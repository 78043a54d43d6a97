//! Frustum cross-sections.
//!
//! The footprint of a camera at some depth is the rectangle its view volume cuts out of the
//! plane perpendicular to the forward axis at that depth, expressed in camera-local
//! right/up coordinates and centred on the view axis.

use glam::{Mat4, Vec2, Vec3};
use serde::{Deserialize, Serialize};

/// Axis-aligned rectangle given by its minimum corner and size.
#[derive(Copy, Clone, Debug, Default, PartialEq, Serialize, Deserialize)]
pub struct Rect {
    pub x: f32,
    pub y: f32,
    pub width: f32,
    pub height: f32,
}

impl Rect {
    pub fn new(x: f32, y: f32, width: f32, height: f32) -> Self {
        Self { x, y, width, height }
    }

    /// Smallest rectangle enclosing every point.
    pub fn enclosing(points: &[Vec2]) -> Self {
        let Some(first) = points.first() else {
            return Self::default();
        };
        let (min, max) = points
            .iter()
            .fold((*first, *first), |(lo, hi), p| (lo.min(*p), hi.max(*p)));
        Self::new(min.x, min.y, max.x - min.x, max.y - min.y)
    }

    pub fn min(&self) -> Vec2 {
        Vec2::new(self.x, self.y)
    }

    pub fn max(&self) -> Vec2 {
        Vec2::new(self.x + self.width, self.y + self.height)
    }

    pub fn center(&self) -> Vec2 {
        (self.min() + self.max()) * 0.5
    }

    pub fn is_empty(&self) -> bool {
        self.width <= 0.0 || self.height <= 0.0
    }
}

/// Camera lens. Field of view is vertical, in degrees.
#[derive(Copy, Clone, Debug, PartialEq, Serialize, Deserialize)]
#[serde(tag = "kind", rename_all = "snake_case")]
pub enum Projection {
    Perspective { fov_y_deg: f32, aspect: f32 },
    Orthographic { half_height: f32, aspect: f32 },
}

impl Default for Projection {
    fn default() -> Self {
        Projection::Perspective {
            fov_y_deg: 60.0,
            aspect: 16.0 / 9.0,
        }
    }
}

impl Projection {
    pub fn set_aspect(&mut self, value: f32) {
        match self {
            Projection::Perspective { aspect, .. } | Projection::Orthographic { aspect, .. } => {
                *aspect = value
            }
        }
    }

    /// Returns false for orthographic lenses, which have no field of view.
    pub fn set_fov(&mut self, degrees: f32) -> bool {
        match self {
            Projection::Perspective { fov_y_deg, .. } => {
                *fov_y_deg = degrees;
                true
            }
            Projection::Orthographic { .. } => false,
        }
    }

    pub fn matrix(&self, near: f32, far: f32) -> Mat4 {
        match *self {
            Projection::Perspective { fov_y_deg, aspect } => {
                Mat4::perspective_rh(fov_y_deg.to_radians(), aspect, near, far)
            }
            Projection::Orthographic {
                half_height,
                aspect,
            } => {
                let half_width = half_height * aspect;
                Mat4::orthographic_rh(-half_width, half_width, -half_height, half_height, near, far)
            }
        }
    }
}

/// Footprint of the frustum at a signed depth along the forward axis.
pub fn frustum_rect_at_depth(projection: &Projection, depth: f32) -> Rect {
    match *projection {
        Projection::Orthographic {
            half_height,
            aspect,
        } => {
            let height = 2.0 * half_height;
            let width = height * aspect;
            Rect::new(-width / 2.0, -height / 2.0, width, height)
        }
        Projection::Perspective { fov_y_deg, aspect } => {
            let half_height = depth * (fov_y_deg.to_radians() * 0.5).tan();
            let half_width = half_height * aspect;
            Rect::enclosing(&[
                Vec2::new(-half_width, -half_height),
                Vec2::new(-half_width, half_height),
                Vec2::new(half_width, half_height),
                Vec2::new(half_width, -half_height),
            ])
        }
    }
}

/// Distance from `eye` to `target` measured along `forward`.
pub fn view_depth(target: Vec3, eye: Vec3, forward: Vec3) -> f32 {
    (target - eye).dot(forward).abs()
}

/// Where a camera sits and how it looks.
#[derive(Copy, Clone, Debug, PartialEq)]
pub struct CameraView {
    pub eye: Vec3,
    pub forward: Vec3,
    pub projection: Projection,
}

/// Footprint at the depth of `target`; empty when either reference is missing.
pub fn camera_rect_for(target: Option<Vec3>, view: Option<&CameraView>) -> Rect {
    let (Some(target), Some(view)) = (target, view) else {
        return Rect::default();
    };

    match view.projection {
        Projection::Orthographic { .. } => frustum_rect_at_depth(&view.projection, 0.0),
        Projection::Perspective { .. } => {
            let depth = view_depth(target, view.eye, view.forward);
            frustum_rect_at_depth(&view.projection, depth)
        }
    }
}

• What the exercise asks: Having read the entries, output all of them verbatim.

• Written answer:
repository 78043a54d43d6a97
//! Frustum cross-sections.
//!
//! The footprint of a camera at some depth is the rectangle its view volume cuts out of the
//! plane perpendicular to the forward axis at that depth, expressed in camera-local
//! right/up coordinates and centred on the view axis.

use glam::{Mat4, Vec2, Vec3};
use serde::{Deserialize, Serialize};

/// Axis-aligned rectangle given by its minimum corner and size.
#[derive(Copy, Clone, Debug, Default, PartialEq, Serialize, Deserialize)]
pub struct Rect {
    pub x: f32,
    pub y: f32,
    pub width: f32,
    pub height: f32,
}

impl Rect {
    pub fn new(x: f32, y: f32, width: f32, height: f32) -> Self {
        Self { x, y, width, height }
    }

    /// Smallest rectangle enclosing every point.
    pub fn enclosing(points: &[Vec2]) -> Self {
        let Some(first) = points.first() else {
            return Self::default();
        };
        let (min, max) = points
            .iter()
            .fold((*first, *first), |(lo, hi), p| (lo.min(*p), hi.max(*p)));
        Self::new(min.x, min.y, max.x - min.x, max.y - min.y)
    }

    pub fn min(&self) -> Vec2 {
        Vec2::new(self.x, self.y)
    }

    pub fn max(&self) -> Vec2 {
        Vec2::new(self.x + self.width, self.y + self.height)
    }

    pub fn center(&self) -> Vec2 {
        (self.min() + self.max()) * 0.5
    }

    pub fn is_empty(&self) -> bool {
        self.width <= 0.0 || self.height <= 0.0
    }
}

/// Camera lens. Field of view is vertical, in degrees.
#[derive(Copy, Clone, Debug, PartialEq, Serialize, Deserialize)]
#[serde(tag = "kind", rename_all = "snake_case")]
pub enum Projection {
    Perspective { fov_y_deg: f32, aspect: f32 },
    Orthographic { half_height: f32, aspect: f32 },
}

impl Default for Projection {
    fn default() -> Self {
        Projection::Perspective {
            fov_y_deg: 60.0,
            aspect: 16.0 / 9.0,
        }
    }
}

impl Projection {
    pub fn set_aspect(&mut self, value: f32) {
        match self {
            Projection::Perspective { aspect, .. } | Projection::Orthographic { aspect, .. } => {
                *aspect = value
            }
        }
    }

    /// Returns false for orthographic lenses, which have no field of view.
    pub fn set_fov(&mut self, degrees: f32) -> bool {
        match self {
            Projection::Perspective { fov_y_deg, .. } => {
                *fov_y_deg = degrees;
                true
            }
            Projection::Orthographic { .. } => false,
        }
    }

    pub fn matrix(&self, near: f32, far: f32) -> Mat4 {
        match *self {
            Projection::Perspective { fov_y_deg, aspect } => {
                Mat4::perspective_rh(fov_y_deg.to_radians(), aspect, near, far)
            }
            Projection::Orthographic {
                half_height,
                aspect,
            } => {
                let half_width = half_height * aspect;
                Mat4::orthographic_rh(-half_width, half_width, -half_height, half_height, near, far)
            }
        }
    }
}

/// Footprint of the frustum at a signed depth along the forward axis.
pub fn frustum_rect_at_depth(projection: &Projection, depth: f32) -> Rect {
    match *projection {
        Projection::Orthographic {
            half_height,
            aspect,
        } => {
            let height = 2.0 * half_height;
            let width = height * aspect;
            Rect::new(-width / 2.0, -height / 2.0, width, height)
        }
        Projection::Perspective { fov_y_deg, aspect } => {
            let half_height = depth * (fov_y_deg.to_radians() * 0.5).tan();
            let half_width = half_height * aspect;
            Rect::enclosing(&[
                Vec2::new(-half_width, -half_height),
                Vec2::new(-half_width, half_height),
                Vec2::new(half_width, half_height),
                Vec2::new(half_width, -half_height),
            ])
        }
    }
}

/// Distance from `eye` to `target` measured along `forward`.
pub fn view_depth(target: Vec3, eye: Vec3, forward: Vec3) -> f32 {
    (target - eye).dot(forward).abs()
}

/// Where a camera sits and how it looks.
#[derive(Copy, Clone, Debug, PartialEq)]
pub struct CameraView {
    pub eye: Vec3,
    pub forward: Vec3,
    pub projection: Projection,
}

/// Footprint at the depth of `target`; empty when either reference is missing.
pub fn camera_rect_for(target: Option<Vec3>, view: Option<&CameraView>) -> Rect {
    let (Some(target), Some(view)) = (target, view) else {
        return Rect::default();
    };

    match view.projection {
        Projection::Orthographic { .. } => frustum_rect_at_depth(&view.projection, 0.0),
        Projection::Perspective { .. } => {
            let depth = view_depth(target, view.eye, view.forward);
            frustum_rect_at_depth(&view.projection, depth)
        }
    }
}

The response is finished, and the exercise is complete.